# How are order and degree defined for this DE? (cos(y'') + xy' = 0)

1. Aug 9, 2007

### maverick280857

Hi everyone

Consider the differential equation

$$\cos(y'') + xy' = 0$$

How do you determine the order and degree of such a DE?

One way is to write

$$y'' = \cos^{-1}(-xy')$$

and say that the order is 2 degree is 1.

But if I do not use the inverse cosine, and observe that the first member on the left hand side is a power series in $y''$, then the order is still 2, but the degree is not defined. What is the resolution to this problem?

PS--This is not homework.

2. Aug 9, 2007

### HallsofIvy

That is a second order equation because y" is the highest derivative.
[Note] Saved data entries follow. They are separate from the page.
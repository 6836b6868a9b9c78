// Naive level ancestor: walk the heavy child pointer one hop at a time
// (SPEC_FULL.md §4.4.4, first row of the strategy table). O(k) per query,
// O(N) space, no renumbering.

use super::{BuildLevelAncestor, LevelAncestor};
use crate::heavy::HeavyDecomposition;
use crate::ids::NodeIndex;

pub struct NaiveLa {
    heavy_child: Vec<NodeIndex>,
}

impl LevelAncestor for NaiveLa {
    fn get_anc(&self, x: NodeIndex, k: u32) -> NodeIndex {
        let mut x = x;
        for _ in 0..k {
            x = self.heavy_child[x.index()];
            debug_assert!(!x.is_end(), "get_anc walked past the sink");
        }
        x
    }

    fn num_bytes(&self) -> u64 {
        (self.heavy_child.capacity() * std::mem::size_of::<NodeIndex>()) as u64
    }
}

impl BuildLevelAncestor for NaiveLa {
    fn build(decomp: &HeavyDecomposition) -> (Self, Option<Vec<NodeIndex>>) {
        let heavy_child = decomp.heavy_children().to_vec();
        (NaiveLa { heavy_child }, None)
    }
}

#[cfg(test)]
mod tests {
    use super::*;
    use crate::dawg::FrozenDawg;

    #[test]
    fn test_zero_steps_is_identity() {
        let dawg = FrozenDawg::build(b"banana");
        let decomp = HeavyDecomposition::compute(&dawg);
        let (la, perm) = NaiveLa::build(&decomp);
        assert!(perm.is_none());
        assert_eq!(la.get_anc(decomp.source(), 0), decomp.source());
    }

    #[test]
    fn test_matches_repeated_heavy_child() {
        let dawg = FrozenDawg::build(b"mississippi");
        let decomp = HeavyDecomposition::compute(&dawg);
        let (la, _) = NaiveLa::build(&decomp);
        let mut x = decomp.source();
        for k in 1..=3u32 {
            x = decomp.heavy_child(x).unwrap();
            assert_eq!(la.get_anc(decomp.source(), k), x);
        }
    }
}
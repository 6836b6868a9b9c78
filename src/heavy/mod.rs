// Heavy-path decomposition of a frozen DAWG (C3, SPEC_FULL.md §4.3).
//
// Implemented as a single free function over the frozen graph's index
// arrays rather than as a method that mutates state objects, so the
// immutable post-freeze contract (SPEC_FULL.md §5) stays obvious: nothing
// here can write back into a `FrozenDawg`. The reference implementation
// repeats this topological-sort-plus-path-count block once per index
// class; this crate factors it into one routine that every C4 variant
// reads from instead, which is the one place this codebase's structure
// deliberately diverges from the reference it was built against (see
// DESIGN.md).

use std::collections::VecDeque;

use crate::byte_map::SortedByteMap;
use crate::dawg::FrozenDawg;
use crate::ids::NodeIndex;

pub struct HeavyDecomposition {
    n: usize,
    source: NodeIndex,
    sink: NodeIndex,
    /// `end()` at the sink (no heavy child) and nowhere else.
    heavy_child: Vec<NodeIndex>,
    path_cnt: Vec<u64>,
    light_edges: Vec<SortedByteMap<NodeIndex>>,
    /// Packed little-endian heavy-edge labels, up to 8 deep.
    head: Vec<u64>,
    /// Text offset such that `text[pos[x]..]` starts with the heavy path's labels.
    pos: Vec<u64>,
    /// Heavy edges remaining between `x` and the sink, capped at 8 — the
    /// number of `head[x]`'s low bytes that are real labels rather than the
    /// sink's zero padding.
    heavy_remain: Vec<u8>,
}

impl HeavyDecomposition {
    pub fn compute(dawg: &FrozenDawg) -> Self {
        let n = dawg.n_states();
        let source = dawg.initial();
        let text_len = dawg.text().len() as u64;

        let topo_order = topological_order(dawg);
        debug_assert_eq!(topo_order.len(), n, "topological sort dropped states");
        let sink = *topo_order.last().expect("DAWG always has at least one state");
        debug_assert_eq!(sink, dawg.sink(), "topological sink disagrees with build-time sink");

        let mut heavy_child = vec![NodeIndex::end(); n];
        let mut path_cnt = vec![0u64; n];
        let mut light_edges: Vec<SortedByteMap<NodeIndex>> =
            (0..n).map(|_| SortedByteMap::empty()).collect();
        let mut head = vec![0u64; n];
        let mut pos = vec![0u64; n];
        let mut heavy_remain = vec![0u8; n];

        for &x in topo_order.iter().rev() {
            let children = dawg.children(x).items().collect::<Vec<_>>();
            if children.is_empty() {
                path_cnt[x.index()] = 1;
                pos[x.index()] = text_len;
                continue;
            }

            let mut heavy_label = 0u8;
            let mut path_cnt_max = 0u64;
            let mut total = 0u64;
            for &(key, y) in &children {
                total += path_cnt[y.index()];
                if path_cnt[y.index()] > path_cnt_max {
                    path_cnt_max = path_cnt[y.index()];
                    heavy_child[x.index()] = y;
                    heavy_label = key;
                }
            }
            path_cnt[x.index()] = total;
            debug_assert!(path_cnt[x.index()] >= 1 && path_cnt[x.index()] <= n as u64);

            let light: Vec<(u8, NodeIndex)> = children
                .into_iter()
                .filter(|&(key, _)| key != heavy_label)
                .collect();
            light_edges[x.index()] = SortedByteMap::from_sorted_pairs(light);

            let y = heavy_child[x.index()];
            head[x.index()] = heavy_label as u64 | (head[y.index()] << 8);
            pos[x.index()] = pos[y.index()]
                .checked_sub(1)
                .expect("heavy path longer than the text it was built from");
            heavy_remain[x.index()] = (heavy_remain[y.index()] as u32 + 1).min(8) as u8;
        }

        HeavyDecomposition {
            n,
            source,
            sink,
            heavy_child,
            path_cnt,
            light_edges,
            head,
            pos,
            heavy_remain,
        }
    }

    pub fn n(&self) -> usize {
        self.n
    }

    pub fn source(&self) -> NodeIndex {
        self.source
    }

    pub fn sink(&self) -> NodeIndex {
        self.sink
    }

    pub fn heavy_child(&self, x: NodeIndex) -> Option<NodeIndex> {
        let y = self.heavy_child[x.index()];
        if y.is_end() {
            None
        } else {
            Some(y)
        }
    }

    pub fn heavy_children(&self) -> &[NodeIndex] {
        &self.heavy_child
    }

    pub fn path_cnt(&self, x: NodeIndex) -> u64 {
        self.path_cnt[x.index()]
    }

    pub fn light_edges(&self, x: NodeIndex) -> &SortedByteMap<NodeIndex> {
        &self.light_edges[x.index()]
    }

    pub fn into_light_edges(self) -> Vec<SortedByteMap<NodeIndex>> {
        self.light_edges
    }

    pub fn head(&self, x: NodeIndex) -> u64 {
        self.head[x.index()]
    }

    pub fn heads(&self) -> &[u64] {
        &self.head
    }

    pub fn pos(&self, x: NodeIndex) -> u64 {
        self.pos[x.index()]
    }

    pub fn positions(&self) -> &[u64] {
        &self.pos
    }

    /// Number of `head(x)`'s low bytes that are real heavy-edge labels
    /// rather than the sink's zero padding, capped at 8.
    pub fn heavy_remain(&self, x: NodeIndex) -> u8 {
        self.heavy_remain[x.index()]
    }

    pub fn heavy_remains(&self) -> &[u8] {
        &self.heavy_remain
    }
}

fn topological_order(dawg: &FrozenDawg) -> Vec<NodeIndex> {
    let n = dawg.n_states();
    let mut in_degree = vec![0u32; n];
    for i in 0..n {
        for (_, y) in dawg.children(NodeIndex::new(i)).items() {
            in_degree[y.index()] += 1;
        }
    }

    let mut queue: VecDeque<NodeIndex> = VecDeque::new();
    debug_assert_eq!(in_degree[dawg.initial().index()], 0);
    queue.push_back(dawg.initial());

    let mut order = Vec::with_capacity(n);
    while let Some(x) = queue.pop_front() {
        order.push(x);
        for (_, y) in dawg.children(x).items() {
            in_degree[y.index()] -= 1;
            if in_degree[y.index()] == 0 {
                queue.push_back(y);
            }
        }
    }
    order
}

#[cfg(test)]
mod tests {
    use super::*;

    #[test]
    fn test_head_matches_heavy_walk() {
        let dawg = FrozenDawg::build(b"aaaaaaaa");
        let decomp = HeavyDecomposition::compute(&dawg);
        let mut x = decomp.source();
        let mut expected = [0u8; 8];
        for slot in expected.iter_mut() {
            if let Some(y) = decomp.heavy_child(x) {
                // Recover the label from the light/heavy split: since this
                // text is all 'a', the heavy edge from any non-sink state
                // is always 'a'.
                *slot = b'a';
                x = y;
            } else {
                break;
            }
        }
        let head = decomp.head(decomp.source());
        let packed = u64::from_le_bytes(expected);
        assert_eq!(head, packed);
    }

    #[test]
    fn test_pos_reaches_text_end_at_sink() {
        let dawg = FrozenDawg::build(b"abcbc");
        let decomp = HeavyDecomposition::compute(&dawg);
        assert_eq!(decomp.pos(decomp.sink()), 5);
    }

    #[test]
    fn test_path_cnt_at_least_one_everywhere() {
        let dawg = FrozenDawg::build(b"mississippi");
        let decomp = HeavyDecomposition::compute(&dawg);
        for i in 0..decomp.n() {
            assert!(decomp.path_cnt(NodeIndex::new(i)) >= 1);
        }
    }

    #[test]
    fn test_heavy_remain_caps_at_eight_for_long_path() {
        let dawg = FrozenDawg::build(b"aaaaaaaa");
        let decomp = HeavyDecomposition::compute(&dawg);
        assert_eq!(decomp.heavy_remain(decomp.source()), 8);
    }

    #[test]
    fn test_heavy_remain_is_zero_at_sink() {
        let dawg = FrozenDawg::build(b"abcbc");
        let decomp = HeavyDecomposition::compute(&dawg);
        assert_eq!(decomp.heavy_remain(decomp.sink()), 0);
    }

    #[test]
    fn test_heavy_remain_counts_true_hops_on_short_path() {
        // "ab": source -(a)-> mid -(b)-> sink is the only path, 2 heavy hops.
        let dawg = FrozenDawg::build(b"ab");
        let decomp = HeavyDecomposition::compute(&dawg);
        assert_eq!(decomp.heavy_remain(decomp.source()), 2);
    }

    #[test]
    fn test_light_edges_exclude_heavy_label() {
        let dawg = FrozenDawg::build(b"abab");
        let decomp = HeavyDecomposition::compute(&dawg);
        for i in 0..decomp.n() {
            let x = NodeIndex::new(i);
            if let Some(heavy) = decomp.heavy_child(x) {
                for (_, y) in decomp.light_edges(x).items() {
                    assert_ne!(y, heavy, "light edge duplicated the heavy target");
                }
            }
        }
    }
}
It does NOT HAVE a degree because it is not polynomial.

I'm not sure why you say that $y''= cos^{-1}(-xy')$ has degree one. Is it because y'' is to first power? You can always solve a differential equation for the highest derivative so that way of looking at "degree" reduces any equation to first degree!

3. Aug 9, 2007

### Kummer

As mentioned about it does not have a degree.

One thing that physicists and engineers do in such a situation is linearize the differential equation. Since $$\cos (y'')\approx 1$$ for small $$y''$$. And so we get,
$$1+xy'=0$$.

But we need to be careful about the accuray.

4. Aug 9, 2007

### mathwonk

it looks second order and not being polynomial in the derivatives has no finite degree.

5. Aug 18, 2007

### Matthew Rodman

Yes, but it is effectively a first order equation, as all you have to do is let $$y^{\prime} = u(x)$$.